Collected data entries
----

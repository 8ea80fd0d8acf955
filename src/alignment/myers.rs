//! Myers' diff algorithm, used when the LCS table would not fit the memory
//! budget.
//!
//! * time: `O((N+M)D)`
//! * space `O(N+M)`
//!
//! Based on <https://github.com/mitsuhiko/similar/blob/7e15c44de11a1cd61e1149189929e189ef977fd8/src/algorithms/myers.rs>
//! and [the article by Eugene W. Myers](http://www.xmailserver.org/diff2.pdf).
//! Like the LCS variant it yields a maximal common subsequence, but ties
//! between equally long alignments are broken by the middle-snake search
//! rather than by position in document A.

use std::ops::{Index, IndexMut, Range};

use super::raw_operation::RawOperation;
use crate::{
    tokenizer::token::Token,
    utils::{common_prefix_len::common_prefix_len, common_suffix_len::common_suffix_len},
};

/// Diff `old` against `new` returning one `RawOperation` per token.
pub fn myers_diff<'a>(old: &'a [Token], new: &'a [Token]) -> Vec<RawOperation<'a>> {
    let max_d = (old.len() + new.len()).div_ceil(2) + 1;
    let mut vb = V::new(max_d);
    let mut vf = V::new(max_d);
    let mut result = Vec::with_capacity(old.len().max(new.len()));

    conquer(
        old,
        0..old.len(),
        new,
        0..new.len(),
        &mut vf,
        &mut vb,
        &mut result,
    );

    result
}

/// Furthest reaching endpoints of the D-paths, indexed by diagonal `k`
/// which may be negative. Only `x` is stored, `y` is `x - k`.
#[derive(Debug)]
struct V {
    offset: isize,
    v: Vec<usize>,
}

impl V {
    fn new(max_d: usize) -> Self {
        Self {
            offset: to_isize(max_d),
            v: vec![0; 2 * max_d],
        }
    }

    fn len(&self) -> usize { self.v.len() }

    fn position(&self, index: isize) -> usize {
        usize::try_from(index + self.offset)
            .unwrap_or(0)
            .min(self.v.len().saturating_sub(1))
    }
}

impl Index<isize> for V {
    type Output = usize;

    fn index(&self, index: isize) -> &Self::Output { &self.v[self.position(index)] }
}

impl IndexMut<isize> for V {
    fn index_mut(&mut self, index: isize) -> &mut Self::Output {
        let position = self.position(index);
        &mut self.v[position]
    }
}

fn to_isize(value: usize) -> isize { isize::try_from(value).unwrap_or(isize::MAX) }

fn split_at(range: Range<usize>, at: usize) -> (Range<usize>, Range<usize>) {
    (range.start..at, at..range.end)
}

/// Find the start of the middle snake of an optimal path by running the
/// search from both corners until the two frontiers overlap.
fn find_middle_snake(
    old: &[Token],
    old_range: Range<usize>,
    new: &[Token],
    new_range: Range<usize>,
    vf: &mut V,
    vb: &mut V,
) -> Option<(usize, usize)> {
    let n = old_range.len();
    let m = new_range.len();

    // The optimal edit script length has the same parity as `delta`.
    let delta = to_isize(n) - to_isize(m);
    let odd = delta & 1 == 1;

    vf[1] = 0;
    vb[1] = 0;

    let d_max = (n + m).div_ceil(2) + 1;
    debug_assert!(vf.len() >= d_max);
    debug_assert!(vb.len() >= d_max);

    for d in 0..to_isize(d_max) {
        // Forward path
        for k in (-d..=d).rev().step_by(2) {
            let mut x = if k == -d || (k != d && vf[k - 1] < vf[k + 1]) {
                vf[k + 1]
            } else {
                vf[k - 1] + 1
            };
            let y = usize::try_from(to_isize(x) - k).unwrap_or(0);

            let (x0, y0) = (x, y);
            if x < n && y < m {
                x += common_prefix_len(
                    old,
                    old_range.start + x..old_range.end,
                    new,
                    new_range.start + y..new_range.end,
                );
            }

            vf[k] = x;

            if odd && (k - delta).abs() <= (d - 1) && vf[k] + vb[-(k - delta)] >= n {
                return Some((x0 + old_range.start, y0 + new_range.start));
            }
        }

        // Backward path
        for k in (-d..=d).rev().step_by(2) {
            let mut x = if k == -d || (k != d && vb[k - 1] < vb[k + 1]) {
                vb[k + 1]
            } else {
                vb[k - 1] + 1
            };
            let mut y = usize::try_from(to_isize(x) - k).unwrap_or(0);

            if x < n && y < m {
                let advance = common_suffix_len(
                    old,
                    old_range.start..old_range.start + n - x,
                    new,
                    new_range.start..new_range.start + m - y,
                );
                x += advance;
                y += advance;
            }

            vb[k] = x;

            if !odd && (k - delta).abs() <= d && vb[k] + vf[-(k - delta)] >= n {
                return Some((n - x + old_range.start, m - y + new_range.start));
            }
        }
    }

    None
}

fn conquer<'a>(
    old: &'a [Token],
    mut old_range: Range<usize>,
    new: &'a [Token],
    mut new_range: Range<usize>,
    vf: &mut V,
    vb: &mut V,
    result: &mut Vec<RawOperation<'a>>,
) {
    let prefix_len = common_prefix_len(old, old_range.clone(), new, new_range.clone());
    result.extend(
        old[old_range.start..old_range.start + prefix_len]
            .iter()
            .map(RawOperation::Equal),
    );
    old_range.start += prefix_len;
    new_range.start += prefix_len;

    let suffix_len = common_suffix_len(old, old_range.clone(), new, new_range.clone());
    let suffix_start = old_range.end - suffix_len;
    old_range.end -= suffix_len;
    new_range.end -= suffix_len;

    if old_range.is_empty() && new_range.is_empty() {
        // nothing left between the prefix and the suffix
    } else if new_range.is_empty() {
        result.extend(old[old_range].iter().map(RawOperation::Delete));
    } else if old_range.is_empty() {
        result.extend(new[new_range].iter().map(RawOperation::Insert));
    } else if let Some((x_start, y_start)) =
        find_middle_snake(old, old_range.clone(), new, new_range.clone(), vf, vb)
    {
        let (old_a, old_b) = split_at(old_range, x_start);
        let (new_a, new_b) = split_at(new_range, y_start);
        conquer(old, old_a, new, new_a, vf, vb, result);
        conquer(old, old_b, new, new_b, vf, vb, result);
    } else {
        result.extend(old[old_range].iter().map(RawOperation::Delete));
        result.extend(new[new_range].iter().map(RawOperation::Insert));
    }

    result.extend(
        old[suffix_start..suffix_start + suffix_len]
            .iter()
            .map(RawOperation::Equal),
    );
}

----

__EXERCISE__
Every line above should be duplicated exactly as it stands.

__RESPONSE TO THIS TASK__
repository 8ea80fd0d8acf955
filename src/alignment/myers.rs
//! Myers' diff algorithm, used when the LCS table would not fit the memory
//! budget.
//!
//! * time: `O((N+M)D)`
//! * space `O(N+M)`
//!
//! Based on <https://github.com/mitsuhiko/similar/blob/7e15c44de11a1cd61e1149189929e189ef977fd8/src/algorithms/myers.rs>
//! and [the article by Eugene W. Myers](http://www.xmailserver.org/diff2.pdf).
//! Like the LCS variant it yields a maximal common subsequence, but ties
//! between equally long alignments are broken by the middle-snake search
//! rather than by position in document A.

use std::ops::{Index, IndexMut, Range};

use super::raw_operation::RawOperation;
use crate::{
    tokenizer::token::Token,
    utils::{common_prefix_len::common_prefix_len, common_suffix_len::common_suffix_len},
};

/// Diff `old` against `new` returning one `RawOperation` per token.
pub fn myers_diff<'a>(old: &'a [Token], new: &'a [Token]) -> Vec<RawOperation<'a>> {
    let max_d = (old.len() + new.len()).div_ceil(2) + 1;
    let mut vb = V::new(max_d);
    let mut vf = V::new(max_d);
    let mut result = Vec::with_capacity(old.len().max(new.len()));

    conquer(
        old,
        0..old.len(),
        new,
        0..new.len(),
        &mut vf,
        &mut vb,
        &mut result,
    );

    result
}

/// Furthest reaching endpoints of the D-paths, indexed by diagonal `k`
/// which may be negative. Only `x` is stored, `y` is `x - k`.
#[derive(Debug)]
struct V {
    offset: isize,
    v: Vec<usize>,
}

impl V {
    fn new(max_d: usize) -> Self {
        Self {
            offset: to_isize(max_d),
            v: vec![0; 2 * max_d],
        }
    }

    fn len(&self) -> usize { self.v.len() }

    fn position(&self, index: isize) -> usize {
        usize::try_from(index + self.offset)
            .unwrap_or(0)
            .min(self.v.len().saturating_sub(1))
    }
}

impl Index<isize> for V {
    type Output = usize;

    fn index(&self, index: isize) -> &Self::Output { &self.v[self.position(index)] }
}

impl IndexMut<isize> for V {
    fn index_mut(&mut self, index: isize) -> &mut Self::Output {
        let position = self.position(index);
        &mut self.v[position]
    }
}

fn to_isize(value: usize) -> isize { isize::try_from(value).unwrap_or(isize::MAX) }

fn split_at(range: Range<usize>, at: usize) -> (Range<usize>, Range<usize>) {
    (range.start..at, at..range.end)
}

/// Find the start of the middle snake of an optimal path by running the
/// search from both corners until the two frontiers overlap.
fn find_middle_snake(
    old: &[Token],
    old_range: Range<usize>,
    new: &[Token],
    new_range: Range<usize>,
    vf: &mut V,
    vb: &mut V,
) -> Option<(usize, usize)> {
    let n = old_range.len();
    let m = new_range.len();

    // The optimal edit script length has the same parity as `delta`.
    let delta = to_isize(n) - to_isize(m);
    let odd = delta & 1 == 1;

    vf[1] = 0;
    vb[1] = 0;

    let d_max = (n + m).div_ceil(2) + 1;
    debug_assert!(vf.len() >= d_max);
    debug_assert!(vb.len() >= d_max);

    for d in 0..to_isize(d_max) {
        // Forward path
        for k in (-d..=d).rev().step_by(2) {
            let mut x = if k == -d || (k != d && vf[k - 1] < vf[k + 1]) {
                vf[k + 1]
            } else {
                vf[k - 1] + 1
            };
            let y = usize::try_from(to_isize(x) - k).unwrap_or(0);

            let (x0, y0) = (x, y);
            if x < n && y < m {
                x += common_prefix_len(
                    old,
                    old_range.start + x..old_range.end,
                    new,
                    new_range.start + y..new_range.end,
                );
            }

            vf[k] = x;

            if odd && (k - delta).abs() <= (d - 1) && vf[k] + vb[-(k - delta)] >= n {
                return Some((x0 + old_range.start, y0 + new_range.start));
            }
        }

        // Backward path
        for k in (-d..=d).rev().step_by(2) {
            let mut x = if k == -d || (k != d && vb[k - 1] < vb[k + 1]) {
                vb[k + 1]
            } else {
                vb[k - 1] + 1
            };
            let mut y = usize::try_from(to_isize(x) - k).unwrap_or(0);

            if x < n && y < m {
                let advance = common_suffix_len(
                    old,
                    old_range.start..old_range.start + n - x,
                    new,
                    new_range.start..new_range.start + m - y,
                );
                x += advance;
                y += advance;
            }

            vb[k] = x;

            if !odd && (k - delta).abs() <= d && vb[k] + vf[-(k - delta)] >= n {
                return Some((n - x + old_range.start, m - y + new_range.start));
            }
        }
    }

    None
}

fn conquer<'a>(
    old: &'a [Token],
    mut old_range: Range<usize>,
    new: &'a [Token],
    mut new_range: Range<usize>,
    vf: &mut V,
    vb: &mut V,
    result: &mut Vec<RawOperation<'a>>,
) {
    let prefix_len = common_prefix_len(old, old_range.clone(), new, new_range.clone());
    result.extend(
        old[old_range.start..old_range.start + prefix_len]
            .iter()
            .map(RawOperation::Equal),
    );
    old_range.start += prefix_len;
    new_range.start += prefix_len;

    let suffix_len = common_suffix_len(old, old_range.clone(), new, new_range.clone());
    let suffix_start = old_range.end - suffix_len;
    old_range.end -= suffix_len;
    new_range.end -= suffix_len;

    if old_range.is_empty() && new_range.is_empty() {
        // nothing left between the prefix and the suffix
    } else if new_range.is_empty() {
        result.extend(old[old_range].iter().map(RawOperation::Delete));
    } else if old_range.is_empty() {
        result.extend(new[new_range].iter().map(RawOperation::Insert));
    } else if let Some((x_start, y_start)) =
        find_middle_snake(old, old_range.clone(), new, new_range.clone(), vf, vb)
    {
        let (old_a, old_b) = split_at(old_range, x_start);
        let (new_a, new_b) = split_at(new_range, y_start);
        conquer(old, old_a, new, new_a, vf, vb, result);
        conquer(old, old_b, new, new_b, vf, vb, result);
    } else {
        result.extend(old[old_range].iter().map(RawOperation::Delete));
        result.extend(new[new_range].iter().map(RawOperation::Insert));
    }

    result.extend(
        old[suffix_start..suffix_start + suffix_len]
            .iter()
            .map(RawOperation::Equal),
    );
}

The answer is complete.